Con el cierre de 2019 en puertas, llega el momento de realizar un saldo y resumen sobre lo que ha sido el presente año. Un año cargado de muchos elementos sorpresivos que, con el tiempo, se han ido difuminando y perdiendo peso. Y es que el tema político lejos está de contar en estos momentos con la misma efervescencia de principios de año. De hecho, por múltiples razones, pudiera incluso afirmarse que el impulso y el momento de todo lo que implicó Juan Guaidó, su presidencia y liderazgo, ha pasado a un segundo plano, en tanto que el poder de Nicolás Maduro, si bien se ha debilitado –sobre todo financieramente–, ha hallado la manera de estabilizarse dentro del caos.

Esta estabilización dentro del caos, por supuesto, tiene un costo político. Y dicho costo político implica la liberalización de la economía. Una liberalización hecha de forma maltrecha, coja e incompleta, toda vez que adolece de fortaleza institucional, de anclajes institucionales y de una convicción desde la coalición de poder que refleje la importancia de conducir la economía hacia el sendero de la libertad, el libre mercado, y el respeto a la propiedad privada.

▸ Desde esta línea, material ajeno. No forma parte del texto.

//! Query evaluation: category and free-text predicates.
//!
//! An entity survives when both predicates hold:
//!
//! - **Category**: the selection is [`ALL`] or equals the entity's category
//!   exactly (case-sensitive).
//! - **Search**: the term is empty, or its lowercase form is a substring of
//!   the lowercased name or description.
//!
//! Matching is binary; there is no ranking. Survivors keep catalog order.
//! The search term is compared raw: surrounding whitespace is significant and
//! trimming is left to the caller.

use crate::facets::ALL;
use crate::types::Entry;
use serde::{Deserialize, Serialize};

/// The transient parameters of one evaluation.
#[derive(Debug, Clone, PartialEq, Eq, Serialize, Deserialize)]
pub struct Query {
    pub search: String,
    pub category: String,
    /// Requested page, 1-indexed. Clamped during pagination.
    pub page: usize,
}

impl Default for Query {
    fn default() -> Self {
        Self {
            search: String::new(),
            category: ALL.to_string(),
            page: 1,
        }
    }
}

impl Query {
    pub fn new(search: impl Into<String>, category: impl Into<String>, page: usize) -> Self {
        Self {
            search: search.into(),
            category: category.into(),
            page,
        }
    }

    /// Whether `other` selects a different result set (search or category
    /// differ). Page changes alone do not count.
    pub fn filters_differ(&self, other: &Query) -> bool {
        self.search != other.search || self.category != other.category
    }
}

pub fn matches_category<T: Entry>(entry: &T, category: &str) -> bool {
    category == ALL || entry.category() == category
}

/// `needle` must already be lowercased.
fn matches_lowered<T: Entry>(entry: &T, needle: &str) -> bool {
    needle.is_empty()
        || entry.name().to_lowercase().contains(needle)
        || entry.description().to_lowercase().contains(needle)
}

pub fn matches_search<T: Entry>(entry: &T, search: &str) -> bool {
    matches_lowered(entry, &search.to_lowercase())
}

/// Ordered subsequence of `entries` matching both predicates.
pub fn filter<'a, T: Entry>(entries: &'a [T], search: &str, category: &str) -> Vec<&'a T> {
    let needle = search.to_lowercase();
    entries
        .iter()
        .filter(|entry| matches_category(*entry, category) && matches_lowered(*entry, &needle))
        .collect()
}

#[cfg(test)]
mod tests {
    use super::*;
    use crate::test_helpers::{ids, module};
    use crate::types::Module;

    fn sample() -> Vec<Module> {
        vec![
            module("oled.zip", "SSD1306 OLED", "UI"),
            module("dht.zip", "DHT Sensor", "Sensor"),
            Module {
                description: "Drives OLED panels over I2C".to_string(),
                ..module("gfx.zip", "Graphics Core", "UI")
            },
            module("relay.zip", "Relay Board", "Actuator"),
        ]
    }

    #[test]
    fn all_with_empty_search_keeps_everything_in_order() {
        let entries = sample();
        let found = filter(&entries, "", ALL);
        assert_eq!(ids(&found), vec!["oled.zip", "dht.zip", "gfx.zip", "relay.zip"]);
    }

    #[test]
    fn category_is_exact_and_case_sensitive() {
        let entries = sample();
        assert_eq!(ids(&filter(&entries, "", "UI")), vec!["oled.zip", "gfx.zip"]);
        assert!(filter(&entries, "", "ui").is_empty());
    }

    #[test]
    fn search_is_case_insensitive_over_name_and_description() {
        let entries = sample();
        // "oled" hits the first name and the third description.
        assert_eq!(ids(&filter(&entries, "oLeD", ALL)), vec!["oled.zip", "gfx.zip"]);
    }

    #[test]
    fn search_matches_mid_word() {
        let entries = sample();
        assert_eq!(ids(&filter(&entries, "ens", ALL)), vec!["dht.zip"]);
    }

    #[test]
    fn search_whitespace_is_not_trimmed() {
        let entries = sample();
        assert!(filter(&entries, " dht ", ALL).is_empty());
        assert_eq!(ids(&filter(&entries, "dht ", ALL)), vec!["dht.zip"]);
    }

    #[test]
    fn both_predicates_must_hold() {
        let entries = sample();
        assert!(filter(&entries, "relay", "UI").is_empty());
        assert_eq!(ids(&filter(&entries, "oled", "UI")), vec!["oled.zip", "gfx.zip"]);
    }

    #[test]
    fn unknown_category_is_empty_not_error() {
        let entries = sample();
        assert!(filter(&entries, "", "Quantum").is_empty());
    }

    #[test]
    fn filters_differ_ignores_page() {
        let a = Query::new("esp", ALL, 1);
        let b = Query::new("esp", ALL, 3);
        let c = Query::new("esp", "Video", 1);
        assert!(!a.filters_differ(&b));
        assert!(a.filters_differ(&c));
    }

    #[test]
    fn default_query_selects_everything() {
        let q = Query::default();
        assert_eq!(q.search, "");
        assert_eq!(q.category, "All");
        assert_eq!(q.page, 1);
    }
}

A pesar de ello, Maduro y quienes aún toman decisiones de política económica en Venezuela han empezado a dar muestras de liberalización y apertura que en otros tiempos serían impensables. Su “derogatoria” de las regulaciones contra los ilícitos cambiarios, levantamiento de ciertas barreras arancelarias, flexibilización del control de precios de forma selectiva, aceptación de facto de medios de pago en moneda extranjera, aceptación por vía judicial del pago de cánones de arrendamiento en materia comercial en divisas, drástica reducción del gasto público y monetización del déficit, e incluso la publicación de cifras macroeconómicas por parte del Banco Central de Venezuela.

¿Qué cambió dentro del círculo de poder para que se presente este giro? Esta respuesta solo la sabrán aquellos que se encuentran en la camarilla del chavismo, que fiel a su tradición se ha caracterizado por un profundo hermetismo. Lo cierto del caso es que la dinámica económica cambió, está cambiando y seguirá cambiando. Se vive un momento de transición, no en lo político pero sí en lo económico.

Es muy probable que este año el sector privado sea el principal actor en la constitución del producto interno bruto del país. Y lo será por la sencilla razón de que el Estado como agente económico colapsó. Y colapsó como actor y como árbitro incapaz de establecer el imperio de la ley y el orden. Por supuesto, se está frente a un sector privado pequeño, raquítico, descapitalizado, pero sector privado al fin. Y puesto que el Estado se encuentra imposibilitado de seguir en la dinámica económica, pues otros serán los que tomen el testigo para seguir adelante. De allí que en nuestra pequeña economía surjan nuevos actores en la provisión de bienes y servicios y en el intercambio propio de la actividad económica.

Por supuesto. No era este el proceso de apertura que se tenía pensado, pero es el que se tiene y el que se vive. Lejos de tener una economía competitiva y abierta, basada en el mercado, Venezuela cada día se desplaza más hacia un modelo mercantilista y de privilegios, con semejanzas a los procesos de privatización ocurridos en China y sobre todo en Rusia, en los que la planificación centralizada y el estatismo mutó en un capital privado manejado por un puñado de oligarcas cercanos al gobierno.

Desplazada la contienda política en el corto y mediano plazo, el punto de debate parece ser este. ¿Prevalecerá en Venezuela el modelo chino o seguirá hundiéndose el país en la ruta de un Estado fallido? En los próximos meses y años, la respuesta está por verse.